In just a personal note, it's not the 20 years cost that its important. It's the immediate layout that I would have to justify. An extra grand is a lot of money. Either machine will easily last 20 years.


----------



## 1132le (Feb 23, 2017)

198cc Honda for 2300 is foolish
the 28 who for 1300 will run circles around it the 24 sho 1800 could tow it and run circles around it


----------



## Zavie (Sep 23, 2014)

Around here Honda 2 stage's have gone the way of the Honda lawn tractor's and the Honda wide area mower's, they are just about extinct.
Not sure why, maybe you Honda guys can tell me, because I like Honda stuff also.


----------



## chadd2 (Oct 18, 2019)

I really appreciate everyone’s feedback. I will be buying the Ariens. So excited! Oh the joys of middle age... 😉


----------



## JLawrence08648 (Jan 15, 2017)

My choices in order, Honda, Simplicity Pro first, Toro, Ariens


----------



## ST1100A (Feb 7, 2015)

​


Zavie said:


> Around here Honda 2 stage's have gone the way of the Honda lawn tractor's and the Honda wide area mower's, they are just about extinct.
> Not sure why, maybe you Honda guys can tell me, because I like Honda stuff also.

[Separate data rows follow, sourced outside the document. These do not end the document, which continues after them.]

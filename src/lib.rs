//! A deterministic, tick-based maze-chase simulation core.
//!
//! The crate contains no rendering, audio or input handling. An embedder
//! constructs a [`Game`], drives it with [`Game::tick`] at sixty ticks per
//! second, feeds it [`GameCommand`] intents and drains [`GameEvent`]
//! notifications after each tick. Two games built with the same
//! [`GameConfig`] and fed the same commands replay identically.

pub mod constants;
pub mod error;
pub mod events;
pub mod game;
pub mod highscores;
pub mod level;
pub mod map;
pub mod systems;
pub mod timer;

pub use error::{GameError, GameResult};
pub use events::{CheatCommand, GameCommand, GameEvent};
pub use game::{Game, GameConfig, GameSnapshot, GameState, GameVariant};
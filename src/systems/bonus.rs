//! The bonus (fruit) lifecycle.
//!
//! A bonus is offered twice per level, at fixed food-eaten counts. Depending
//! on the game variant it either sits below the ghost house for a bounded
//! time or wanders in through one tunnel, passes behind the house and leaves
//! through a tunnel again.

use bevy_ecs::prelude::*;
use glam::IVec2;
use rand::Rng;
use tracing::debug;

use crate::constants::bonus::{
    ACTIVATION_FOOD_COUNTS, EATEN_DISPLAY_TICKS, STATIC_EDIBLE_SECONDS, SYMBOL_WEIGHTS,
};
use crate::constants::mechanics::{BASE_SPEED, BONUS_SPEED_FACTOR};
use crate::constants::TICKS_PER_SECOND;
use crate::events::GameEvent;
use crate::game::{GameConfig, GameState, GameVariant, Stage};
use crate::map::Map;
use crate::systems::components::{
    BonusSymbol, EventQueue, LevelState, Pac, PlayerControlled, Position, SimRng,
};
use crate::systems::movement::move_towards;
use crate::systems::score::Scoreboard;
use crate::timer::{TickTimer, TimerDuration};

/// A moving bonus following a precomputed tile route. Waypoints are stored
/// reversed so the next one is always `last()`.
#[derive(Debug, Clone)]
pub struct BonusRoute {
    pub position: Position,
    waypoints: Vec<IVec2>,
}

impl BonusRoute {
    fn new(map: &Map, entry: IVec2, exit: IVec2) -> Option<Self> {
        // Looping past the house front, around the back and out again.
        let stops = [entry, map.house.front, map.house.behind, map.house.front, exit];
        let mut tiles = vec![entry];
        for pair in stops.windows(2) {
            let leg = map.path(pair[0], pair[1], false)?;
            tiles.extend(leg.into_iter().skip(1));
        }
        tiles.reverse();
        Some(Self {
            position: Position::at_tile(entry),
            waypoints: tiles,
        })
    }

    /// Advances along the route; true once the exit is reached.
    fn advance(&mut self, speed: f32) -> bool {
        loop {
            let Some(&next) = self.waypoints.last() else {
                return true;
            };
            if self.position.tile() == next && self.position.0 == Map::center_of(next) {
                self.waypoints.pop();
                continue;
            }
            if move_towards(&mut self.position, Map::center_of(next), speed) {
                self.waypoints.pop();
            }
            return self.waypoints.is_empty();
        }
    }

    pub fn tile(&self) -> IVec2 {
        self.position.tile()
    }
}

/// Where a live bonus currently is in its life.
#[derive(Debug, Clone)]
pub enum BonusPhase {
    /// Sitting on a fixed tile until the edible window closes.
    Parked { tile: IVec2, timer: TickTimer },
    /// Wandering along its route; expires on exit.
    Wandering(BonusRoute),
    /// Already eaten; the value display lingers briefly.
    Consumed { timer: TickTimer },
}

#[derive(Debug, Clone)]
pub struct Bonus {
    pub symbol: BonusSymbol,
    pub phase: BonusPhase,
}

impl Bonus {
    /// Board tile the bonus occupies, if it is still edible.
    pub fn edible_tile(&self) -> Option<IVec2> {
        match &self.phase {
            BonusPhase::Parked { tile, .. } => Some(*tile),
            BonusPhase::Wandering(route) => Some(route.tile()),
            BonusPhase::Consumed { .. } => None,
        }
    }
}

/// The single bonus slot. At most one bonus exists at a time.
#[derive(Resource, Debug, Default)]
pub struct BonusSlot(pub Option<Bonus>);

/// Symbol for a fresh bonus: fixed through level 7, weighted random beyond.
fn select_symbol(level_number: u32, rng: &mut SimRng) -> BonusSymbol {
    if level_number <= 7 {
        return BonusSymbol::from_index(level_number as u8 - 1);
    }
    let total: u32 = SYMBOL_WEIGHTS.iter().sum();
    let mut draw = rng.0.random_range(0..total);
    for (index, weight) in SYMBOL_WEIGHTS.iter().enumerate() {
        if draw < *weight {
            return BonusSymbol::from_index(index as u8);
        }
        draw -= weight;
    }
    unreachable!("weights cover the draw range");
}

fn spawn_bonus(
    map: &Map,
    config: &GameConfig,
    level: &LevelState,
    rng: &mut SimRng,
) -> Option<Bonus> {
    let symbol = select_symbol(level.number, rng);
    let phase = match config.variant {
        GameVariant::Classic => {
            let (lo, hi) = STATIC_EDIBLE_SECONDS;
            let ticks = rng
                .0
                .random_range((lo * TICKS_PER_SECOND as f32) as u64..=(hi * TICKS_PER_SECOND as f32) as u64);
            BonusPhase::Parked {
                tile: map.house.behind,
                timer: TickTimer::new(TimerDuration::Ticks(ticks)),
            }
        }
        GameVariant::Deluxe => {
            let entry = map.portals[rng.0.random_range(0..2)];
            let exit = map.portals[rng.0.random_range(0..2)];
            BonusPhase::Wandering(BonusRoute::new(map, entry, exit)?)
        }
    };
    Some(Bonus { symbol, phase })
}

/// Activates, moves, feeds and expires the bonus.
pub(crate) fn update_bonus(
    stage: Res<Stage>,
    map: Res<Map>,
    config: Res<GameConfig>,
    mut level: ResMut<LevelState>,
    mut slot: ResMut<BonusSlot>,
    mut rng: ResMut<SimRng>,
    mut scoreboard: ResMut<Scoreboard>,
    mut events: ResMut<EventQueue>,
    pac_query: Single<(&Position, &Pac), With<PlayerControlled>>,
) {
    if stage.state() != GameState::Hunting {
        return;
    }
    let (pac_position, pac) = pac_query.into_inner();

    // Each activation mark is consumed exactly once when the food count
    // crosses it. A mark reached while a bonus is still live is forfeited,
    // not deferred.
    let activations = level.bonus_activations as usize;
    if activations < ACTIVATION_FOOD_COUNTS.len()
        && level.food_eaten() >= ACTIVATION_FOOD_COUNTS[activations]
    {
        level.bonus_activations += 1;
        if slot.0.is_some() {
            debug!(
                mark = ACTIVATION_FOOD_COUNTS[activations],
                "bonus still live, activation forfeited"
            );
        } else if let Some(bonus) = spawn_bonus(&map, &config, &level, &mut rng) {
            let moving = matches!(bonus.phase, BonusPhase::Wandering(_));
            debug!(symbol = bonus.symbol.as_ref(), moving, "bonus activated");
            events.emit(GameEvent::BonusActivated {
                symbol: bonus.symbol,
                moving,
            });
            slot.0 = Some(bonus);
        }
    }

    let Some(bonus) = slot.0.as_mut() else {
        return;
    };

    // Pac eats the bonus by sharing its tile.
    if pac.alive && bonus.edible_tile() == Some(pac_position.tile()) {
        let value = bonus.symbol.value();
        scoreboard.add(value);
        debug!(symbol = bonus.symbol.as_ref(), value, "bonus eaten");
        events.emit(GameEvent::BonusEaten { value });
        bonus.phase = BonusPhase::Consumed {
            timer: TickTimer::new(TimerDuration::Ticks(EATEN_DISPLAY_TICKS)),
        };
        return;
    }

    let symbol = bonus.symbol;
    let done = match &mut bonus.phase {
        BonusPhase::Parked { timer, .. } => {
            timer.tick();
            if timer.has_expired() {
                debug!(symbol = symbol.as_ref(), "bonus expired");
                events.emit(GameEvent::BonusExpired);
                true
            } else {
                false
            }
        }
        BonusPhase::Wandering(route) => {
            if route.advance(BASE_SPEED * BONUS_SPEED_FACTOR) {
                debug!(symbol = symbol.as_ref(), "bonus left the board");
                events.emit(GameEvent::BonusExpired);
                true
            } else {
                false
            }
        }
        BonusPhase::Consumed { timer } => {
            timer.tick();
            timer.has_expired()
        }
    };
    if done {
        slot.0 = None;
    }
}

#[cfg(test)]
mod tests {
    use super::*;
    use crate::constants::RAW_BOARD;
    use rand::SeedableRng;

    fn rng() -> SimRng {
        SimRng(rand::rngs::SmallRng::seed_from_u64(7))
    }

    #[test]
    fn test_symbol_fixed_on_early_levels() {
        let mut rng = rng();
        assert_eq!(select_symbol(1, &mut rng), BonusSymbol::Cherries);
        assert_eq!(select_symbol(4, &mut rng), BonusSymbol::Pretzel);
        assert_eq!(select_symbol(7, &mut rng), BonusSymbol::Banana);
    }

    #[test]
    fn test_symbol_draw_covers_all_on_high_levels() {
        let mut rng = rng();
        let mut seen = [false; 7];
        for _ in 0..2_000 {
            seen[select_symbol(8, &mut rng) as usize] = true;
        }
        assert!(seen.iter().all(|s| *s));
    }

    #[test]
    fn test_symbol_values_follow_factor_table() {
        assert_eq!(BonusSymbol::Cherries.value(), 100);
        assert_eq!(BonusSymbol::Orange.value(), 500);
        assert_eq!(BonusSymbol::Pretzel.value(), 700);
        assert_eq!(BonusSymbol::Banana.value(), 5_000);
    }

    #[test]
    fn test_route_runs_portal_to_portal() {
        let map = Map::parse(&RAW_BOARD).unwrap();
        let mut route = BonusRoute::new(&map, map.portals[0], map.portals[1]).unwrap();
        assert_eq!(route.tile(), map.portals[0]);
        let mut passed_behind = false;
        for _ in 0..10_000 {
            passed_behind |= route.tile() == map.house.behind;
            if route.advance(1.25) {
                break;
            }
        }
        assert!(passed_behind);
        assert_eq!(route.tile(), map.portals[1]);
    }
}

After Mr Soichiro Honda died the company got cheaper with a lot of things, trying to do it the "American way". 
The motorcycles got cheaper and when they decided to sell their outdoor power equipment products at the big box stores, they were more worried about quantity than quality.
They stopped making their Commercial/Compact tractor line because they did not have enough sales in the USA for them, where their smaller products sold better, so that was a cost saving effort they did.


----------



## Zavie (Sep 23, 2014)

ST1100A said:


> ​
> After Mr Soichiro Honda died the company got cheaper with a lot of things, trying to do it the "American way".
> The motorcycles got cheaper and when they decided to sell their outdoor power equipment products at the big box stores, they were more worried about quantity than quality.
> They stopped making their Commercial/Compact tractor line because they did not have enough sales in the USA for them, where their smaller products sold better, so that was a cost saving effort they did.


Thanks ST1100A that makes perfect sense. Over across the pond Honda still sells some nice stuff:https://www.honda.co.uk/lawn-and-garden/products/ride-on-mowers/premium-lawn-tractors/overview.html


----------



## ST1100A (Feb 7, 2015)

You are welcome Zavie.
I have seen what is available to Canada, Europe and many other countries that are not available in the USA because of insurance and EPA/Emission reasons.
The USA has very limited amounts of things available that other countries can get from Honda, and they are some pretty neat things, like the automobiles and motorcycles, power equipment, marine/boats, aircraft and other things that people never knew they made.


----------